The solutions here will be in C# and the expected result is an enumeration of strings containing open and closed parentheses. The code can be easily translated into other languages, including Javascript (ECMAScript 2015 introduced iterators and generator functions), but that's left to the reader. Let's begin.

## Analysis

Before we solve any problem we need to analyse it and see what are the constraints and the expected results. In this case there are several observations that can be made:

- the resulting strings will be of length n*2 (n pairs)
- they will contain n '(' characters and n ')' characters
- they cannot start with a ')' or end in a '('
- in order to generate such a string, we can start with a smaller string to which we add '(' or ')'
- we cannot add a ')' if there isn't at least one corresponding unclosed '('
- if we add a '(' we need to have enough characters left to close the parenthesis, so the number of unclosed parentheses cannot exceed the characters left to fill
- we could count the open and closed parentheses, but we only care about the number of unclosed ones, so instead of "closed" and "open" values, we can only use "open" to represent unclosed parentheses

Let's go for some variables and calculations:

- n = number of pairs
- open = number of unclosed parentheses in a string
- open cannot be negative
- one cannot add ')' if open = 0
- one cannot add '(' if open >= n*2 - substring.length

## Recursive solution

A simple implementation of these requirements can done with recursion:

```
public IEnumerable<string> GenerateRecursive(int n, string root = "", int open = 0)
{
// substring is long enough, return it and exit
if (root.Length == n * 2)
{
yield return root;
yield break;
}
// if we can add '(' to existing substring, continue the process with the result
if (open < n * 2 - root.Length)
{
// if only C# could just 'yield IteratorFunction()' this would look sleeker
foreach (var s in GenerateRecursive(n, root + "(", open + 1))
{
yield return s;
}
}
// if we can add ')' to existing substring, continue the process with the result
if (open > 0)
{
foreach (var s in GenerateRecursive(n, root + ")", open - 1))
{
yield return s;
}
}
}
```

However, every time you see recursion you have to ask yourself: could n be large enough to cause a stack overflow? For example this fails for n=3000. The nice thing about this method, though, is that it can be limited to the number of items you want to see. For example `var firstTen = GenerateRecursive(1000).Take(10)`

is very fast, as the generation is depth first and only computes the first ten values and exits.
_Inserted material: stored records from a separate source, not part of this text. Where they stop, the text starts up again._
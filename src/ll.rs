//! Register-level interface to the PGA460 configuration block
//!
//! This module implements a register-level view of the 55-byte configuration
//! block (REG1..REG55, the TVGAIN0..P2_THR_15 range of the device EEPROM).
//! Users of this library should typically not need to use this. Please
//! consider using the [high-level interface] instead.
//!
//! **NOTE**: Field access methods return the field right-aligned in a `u8`.
//! Fields that span two registers (the TVG gains G2 and G3) are reconstructed
//! by explicit methods on [`ConfigFrame`]; they are deliberately not part of
//! the register map, so the exact two-register split stays visible.
//!
//! [high-level interface]: ../hl/index.html

use core::fmt;

/// Length of the configuration block in bytes
///
/// The block covers REG1..REG55 in fixed order. Any transfer prefix must be
/// stripped by the frame-assembly layer before construction.
pub const FRAME_LEN: usize = 55;

/// Extracts `width` bits of `byte` starting at bit `lsb`
///
/// Bit 0 is the least-significant bit. Callers guarantee `width` is in 1..=8
/// and `lsb + width <= 8`.
#[inline(always)]
pub const fn get_bits(byte: u8, lsb: u8, width: u8) -> u8 {
    (byte >> lsb) & (((1u16 << width) - 1) as u8)
}

/// Extracts bits [7:4] of a byte
#[inline(always)]
pub const fn hi_nibble(byte: u8) -> u8 {
    (byte >> 4) & 0x0f
}

/// Extracts bits [3:0] of a byte
#[inline(always)]
pub const fn lo_nibble(byte: u8) -> u8 {
    byte & 0x0f
}

/// An error that can occur when assembling a configuration frame
#[derive(Copy, Clone, Debug, Eq, PartialEq)]
#[cfg_attr(feature = "defmt", derive(defmt::Format))]
pub enum Error {
    /// The supplied buffer does not hold exactly [`FRAME_LEN`] bytes
    InvalidFrameLength {
        /// Length of the buffer that was supplied
        len: usize,
    },
}

impl fmt::Display for Error {
    fn fmt(&self, f: &mut fmt::Formatter<'_>) -> fmt::Result {
        match self {
            Error::InvalidFrameLength { len } => {
                write!(
                    f,
                    "invalid frame length: got {} bytes, expected {}",
                    len, FRAME_LEN
                )
            }
        }
    }
}

#[cfg(feature = "std")]
impl std::error::Error for Error {}

/// Immutable view of the 55-byte configuration block
///
/// Construction validates the length and nothing else: every byte value is a
/// legal register state. Reserved bits being set are observations (see
/// [`ConfigFrame::reserved_bits`]), never decode failures.
#[derive(Copy, Clone, Eq, PartialEq)]
pub struct ConfigFrame([u8; FRAME_LEN]);

impl ConfigFrame {
    /// Creates a frame from a buffer holding REG1..REG55
    ///
    /// Returns [`Error::InvalidFrameLength`] unless the buffer is exactly
    /// [`FRAME_LEN`] bytes. The bytes are copied; the frame never changes
    /// after construction.
    pub fn new(bytes: &[u8]) -> Result<Self, Error> {
        if bytes.len() != FRAME_LEN {
            return Err(Error::InvalidFrameLength { len: bytes.len() });
        }

        let mut buf = [0; FRAME_LEN];
        buf.copy_from_slice(bytes);

        Ok(ConfigFrame(buf))
    }

    /// Returns the raw register bytes, REG1 first
    pub fn as_bytes(&self) -> &[u8; FRAME_LEN] {
        &self.0
    }

    /// TVG gain G2, reconstructed from its two-register split
    ///
    /// G2 is a 6-bit field whose upper 2 bits live in TVGAIN3 bits [1:0] and
    /// whose lower 4 bits live in TVGAIN4 bits [7:4].
    pub fn tvg_g2(&self) -> u8 {
        (self.tvgain3().tvg_g2_hi() << 4) | self.tvgain4().tvg_g2_lo()
    }

    /// TVG gain G3, reconstructed from its two-register split
    ///
    /// G3 is a 6-bit field whose upper 4 bits live in TVGAIN4 bits [3:0] and
    /// whose lower 2 bits live in TVGAIN5 bits [7:6].
    pub fn tvg_g3(&self) -> u8 {
        (self.tvgain4().tvg_g3_hi() << 2) | self.tvgain5().tvg_g3_lo()
    }

    /// Reserved bits and bytes that the datasheet expects to be zero
    pub fn reserved_bits(&self) -> ReservedBits {
        ReservedBits {
            tvgain6: self.tvgain6().reserved() != 0,
            curr_lim_p1: self.curr_lim_p1().reserved() != 0,
            p1_thr_15: self.p1_thr_15().value() != 0,
            p2_thr_15: self.p2_thr_15().value() != 0,
        }
    }
}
So, can we replace the recursion with iteration?

## Iterative solution

In order to do thing iteratively, we need to store the results of the previous step and use them in the current step. This means breadth first generation, which has its own problems. Let's see some code:

```
public IEnumerable<string> GenerateIteration(int n)
{
// using named tuples to store the unclosed parentheses count with the substring
var results = new List<(string Value,int Open)>() { ("",0) };
for (int i = 0; i < n*2; i++)
{
// each step we compute the list of new strings from the list in the previous step
var newResults = new List<(string Value, int Open)>();
foreach (var (Value, Open) in results)
{
if (Open < n * 2 - Value.Length)
{
newResults.Add((Value + "(", Open + 1));
}
if (Open > 0)
{
newResults.Add((Value + ")", Open - 1));
}
}
results = newResults;
}
return results.Select(r=>r.Value);
}
```

It's pretty sleek, but if you try something like `var firstTen = GenerateRecursive(1000).Take(10)`

now it will take forever since all combinations of 1000 parentheses need to be computed and stored before taking the first 10! BTW, we can write this much nicer with LINQ, but be careful at the gotcha in the comment:

```
public IEnumerable<string> GenerateLinq(int n)
{
// looks much nicer with LINQ
IEnumerable<(string Value, int Open)> results = new[] { ("", 0) };
for (var i = 0; i < n * 2; i++)
{
results =
results
.Where(r => r.Open < n * 2 - r.Value.Length)
.Select(r => (Value: r.Value + "(", Open: r.Open + 1))
.Concat(results
.Where(r => r.Open > 0)
.Select(r => (Value: r.Value + ")", Open: r.Open - 1))
); // but if you do not end this with a .ToList()
// it will generate a huge expression that then will be evaluated at runtime! Oops!
}
return results.Select(r => r.Value);
}
```

But can't we do better? One is going to stack overflow, the other memory overflow and the last one kind of does both.

## Incremental solution

They did say this requires an incremental solution, right? So why don't we take this literally? '(' and ')' are like 0 and 1, as ')' must always follow a '('. If you view a parenthesis string as a binary number, then all possible combinations can be encoded as numbers. This means that we could conceivably write a very fast function that would compute all possible combinations using bit operations, maybe even special processor instructions that count bits and so on. However, this would work only for n<=32 or 64 depending on the processor architecture and we don't want to get into that. But we can still use the concept!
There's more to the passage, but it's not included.